8. Some were aligned with the cosmos
One of the reasons people look for religious significance in megaliths is that some of them appear to have been deliberately aligned, such as Stonehenge to the summer solstice and Newgrange to the winter solstice. However, not every megalith aligns in an obvious way – sometimes it’s more a case of alignment with a particular view, such as of hilltops or mountain ranges.
“When people are actually constructing these monuments and reorganising the landscape,” Julian says, “it's as if they're engineering the cosmology at the same time.”
9. Megaliths were decorated with ambiguous art
Some megaliths are decorated with designs etched on the surface of the stone, and their meaning is unclear: “It's geometric: swirls, zigzags, concentric circles and so on,” explains Julian Thomas.
The significance of the art could be more about the medium than the message and, as Julian says, “part of the process of constructing the monument”. However, he adds: “In many societies around the world today, you have symbols that have many meanings, and those meanings are elicited only in the ritual. So perhaps it's part of a system of secret knowledge.”
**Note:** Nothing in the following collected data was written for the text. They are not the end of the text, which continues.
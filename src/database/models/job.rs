//! Job database model.

use chrono::Utc;
use serde::{Deserialize, Serialize};
use sqlx::FromRow;

/// Job status values.
///
/// `RUNNING` is the live-cache view of an executing job; the durable row
/// stays `PENDING` until a terminal transition is written.
#[derive(
    Debug, Clone, Copy, PartialEq, Eq, Serialize, Deserialize, strum::Display, strum::EnumString,
)]
#[strum(serialize_all = "SCREAMING_SNAKE_CASE")]
#[serde(rename_all = "SCREAMING_SNAKE_CASE")]
pub enum JobStatus {
    /// Job is queued and waiting to be picked up by the dispatcher.
    Pending,
    /// Job is currently being crawled.
    Running,
    /// Job finished and its result artifact is available.
    Succeeded,
    /// The job driver failed; no result artifact.
    Failed,
}

impl JobStatus {
    pub fn as_str(&self) -> &'static str {
        match self {
            Self::Pending => "PENDING",
            Self::Running => "RUNNING",
            Self::Succeeded => "SUCCEEDED",
            Self::Failed => "FAILED",
        }
    }

    pub fn parse(s: &str) -> Option<Self> {
        match s {
            "PENDING" => Some(Self::Pending),
            "RUNNING" => Some(Self::Running),
            "SUCCEEDED" => Some(Self::Succeeded),
            "FAILED" => Some(Self::Failed),
            _ => None,
        }
    }

    /// Check if this is a terminal status.
    pub fn is_terminal(&self) -> bool {
        matches!(self, Self::Succeeded | Self::Failed)
    }
}

/// Job database record.
///
/// Timestamps are stored as ISO 8601 strings.
#[derive(Debug, Clone, FromRow, Serialize, Deserialize)]
pub struct JobRecord {
    pub id: String,
    /// Status: PENDING, RUNNING, SUCCEEDED, FAILED
    pub status: String,
    /// Assembled HTML artifact; populated only on SUCCEEDED.
    pub result_html: Option<String>,
    pub urls_submitted: i64,
    pub urls_succeeded: i64,
    pub urls_failed: i64,
    /// Submitting user, when the client identified one.
    pub user_id: Option<String>,
    /// Wall-clock crawl duration in milliseconds.
    pub execution_time_ms: Option<i64>,
    pub started_at: Option<String>,
    pub completed_at: Option<String>,
    pub created_at: String,
    pub updated_at: String,
}

impl JobRecord {
    /// Create a new PENDING job record with a fresh UUID.
    pub fn new(urls_submitted: i64, user_id: Option<String>) -> Self {
        let now = Utc::now().to_rfc3339();
        Self {
            id: uuid::Uuid::new_v4().to_string(),
            status: JobStatus::Pending.as_str().to_string(),
            result_html: None,
            urls_submitted,
            urls_succeeded: 0,
            urls_failed: 0,
            user_id,
            execution_time_ms: None,
            started_at: None,
            completed_at: None,
            created_at: now.clone(),
            updated_at: now,
        }
    }

    /// Mark the job as picked up by the dispatcher.
    pub fn mark_started(&mut self) {
        let now = Utc::now().to_rfc3339();
        self.started_at = Some(now.clone());
        self.updated_at = now;
    }

    /// Mark the job as succeeded with its artifact and final counts.
    pub fn mark_succeeded(
        &mut self,
        urls_succeeded: i64,
        urls_failed: i64,
        result_html: impl Into<String>,
        execution_time_ms: i64,
    ) {
        let now = Utc::now().to_rfc3339();
        self.status = JobStatus::Succeeded.as_str().to_string();
        self.urls_succeeded = urls_succeeded;
        self.urls_failed = urls_failed;
        self.result_html = Some(result_html.into());
        self.execution_time_ms = Some(execution_time_ms);
        self.completed_at = Some(now.clone());
        self.updated_at = now;
    }

    /// Mark the job as failed.
    pub fn mark_failed(&mut self) {
        let now = Utc::now().to_rfc3339();
        self.status = JobStatus::Failed.as_str().to_string();
        self.completed_at = Some(now.clone());
        self.updated_at = now;
    }

    /// Get the job status as an enum.
    pub fn get_status(&self) -> Option<JobStatus> {
        JobStatus::parse(&self.status)
    }
}
//! Shared key-value store.
//!
//! The resource ledger and the live-status cache both live in a low-latency
//! KV tier. All mutations go through atomic store primitives (INCR/DECR,
//! set add/remove) so concurrent dispatchers never read-modify-write.

pub mod keys;
pub mod memory;
pub mod redis;

use std::time::Duration;

use async_trait::async_trait;

use crate::Result;

pub use self::memory::MemoryKvStore;
pub use self::redis::RedisKvStore;

/// Atomic key-value operations used by the ledger and the live-status cache.
#[async_trait]
pub trait KvStore: Send + Sync {
    async fn get(&self, key: &str) -> Result<Option<String>>;
    /// Set a value and (re)arm its TTL.
    async fn set_with_ttl(&self, key: &str, value: &str, ttl: Duration) -> Result<()>;
    async fn delete(&self, key: &str) -> Result<()>;
    /// Atomically add `delta` to an integer key, returning the new value.
    /// A missing key counts as zero. The key's TTL is left untouched.
    async fn incr_by(&self, key: &str, delta: i64) -> Result<i64>;
    /// Atomically subtract `delta` from an integer key, returning the new value.
    async fn decr_by(&self, key: &str, delta: i64) -> Result<i64>;
    /// (Re)arm the TTL of an existing key.
    async fn expire(&self, key: &str, ttl: Duration) -> Result<()>;
    async fn set_add(&self, key: &str, member: &str) -> Result<()>;
    async fn set_remove(&self, key: &str, member: &str) -> Result<()>;
    async fn set_len(&self, key: &str) -> Result<u64>;
}
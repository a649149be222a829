use tokio_util::sync::CancellationToken;
use tracing::info;

use crawld::api::{self, AppState};
use crawld::config::AppConfig;
use crawld::services::ServiceContainer;

#[tokio::main]
async fn main() -> anyhow::Result<()> {
    crawld::logging::init();
    dotenvy::dotenv().ok();

    let config = AppConfig::from_env()?;
    let container = ServiceContainer::build(&config).await?;

    container.dispatch.start();

    let shutdown = CancellationToken::new();
    {
        let shutdown = shutdown.clone();
        tokio::spawn(async move {
            if tokio::signal::ctrl_c().await.is_ok() {
                info!("Shutdown signal received");
                shutdown.cancel();
            }
        });
    }

    let state = AppState::new(container.job_service.clone());
    api::server::serve(&config.api, state, shutdown).await?;

    container.dispatch.stop().await;
    info!("crawld shut down");
    Ok(())
}
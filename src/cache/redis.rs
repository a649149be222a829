//! Redis-backed key-value store.

use std::fmt;
use std::time::Duration;

use async_trait::async_trait;
use redis::{AsyncCommands, aio::ConnectionManager};
use tracing::info;

use super::KvStore;
use crate::{Error, Result};

/// KV store over a shared Redis instance.
///
/// `ConnectionManager` multiplexes and reconnects internally; clones are
/// cheap, so each operation works on its own handle.
#[derive(Clone)]
pub struct RedisKvStore {
    conn: ConnectionManager,
}

impl fmt::Debug for RedisKvStore {
    fn fmt(&self, f: &mut fmt::Formatter<'_>) -> fmt::Result {
        f.debug_struct("RedisKvStore")
            .field("connection", &"ConnectionManager")
            .finish()
    }
}

impl RedisKvStore {
    pub async fn connect(redis_url: &str) -> Result<Self> {
        info!("Connecting to Redis at {}", redis_url);

        let client = redis::Client::open(redis_url)
            .map_err(|e| Error::cache(format!("Failed to create Redis client: {e}")))?;
        let conn = ConnectionManager::new(client)
            .await
            .map_err(|e| Error::cache(format!("Failed to connect to Redis: {e}")))?;

        info!("Connected to Redis");
        Ok(Self { conn })
    }
}

#[async_trait]
impl KvStore for RedisKvStore {
    async fn get(&self, key: &str) -> Result<Option<String>> {
        let mut conn = self.conn.clone();
        conn.get(key)
            .await
            .map_err(|e| Error::cache(format!("Redis GET failed: {e}")))
    }

    async fn set_with_ttl(&self, key: &str, value: &str, ttl: Duration) -> Result<()> {
        let mut conn = self.conn.clone();
        conn.set_ex::<_, _, ()>(key, value, ttl.as_secs())
            .await
            .map_err(|e| Error::cache(format!("Redis SETEX failed: {e}")))
    }

    async fn delete(&self, key: &str) -> Result<()> {
        let mut conn = self.conn.clone();
        conn.del::<_, ()>(key)
            .await
            .map_err(|e| Error::cache(format!("Redis DEL failed: {e}")))
    }

    async fn incr_by(&self, key: &str, delta: i64) -> Result<i64> {
        let mut conn = self.conn.clone();
        conn.incr(key, delta)
            .await
            .map_err(|e| Error::cache(format!("Redis INCRBY failed: {e}")))
    }

    async fn decr_by(&self, key: &str, delta: i64) -> Result<i64> {
        let mut conn = self.conn.clone();
        conn.decr(key, delta)
            .await
            .map_err(|e| Error::cache(format!("Redis DECRBY failed: {e}")))
    }

    async fn expire(&self, key: &str, ttl: Duration) -> Result<()> {
        let mut conn = self.conn.clone();
        conn.expire::<_, ()>(key, ttl.as_secs() as i64)
            .await
            .map_err(|e| Error::cache(format!("Redis EXPIRE failed: {e}")))
    }

    async fn set_add(&self, key: &str, member: &str) -> Result<()> {
        let mut conn = self.conn.clone();
        conn.sadd::<_, _, ()>(key, member)
            .await
            .map_err(|e| Error::cache(format!("Redis SADD failed: {e}")))
    }

    async fn set_remove(&self, key: &str, member: &str) -> Result<()> {
        let mut conn = self.conn.clone();
        conn.srem::<_, _, ()>(key, member)
            .await
            .map_err(|e| Error::cache(format!("Redis SREM failed: {e}")))
    }

    async fn set_len(&self, key: &str) -> Result<u64> {
        let mut conn = self.conn.clone();
        conn.scard(key)
            .await
            .map_err(|e| Error::cache(format!("Redis SCARD failed: {e}")))
    }
}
10. Megaliths will always retain their mysteries
We will probably never know the exact meaning of the megalith sites. The clues are punctuated with inconsistencies. For example, not every site in the west of England that was near a source of stone had a megalith. For those who chose to build them, says Vicki Cummings, the megaliths “just seem to be something that really articulated and meant a lot to them. Whatever was going on in those particular communities, whatever building a monument meant to those people, they needed to do it again and again and across the landscape.”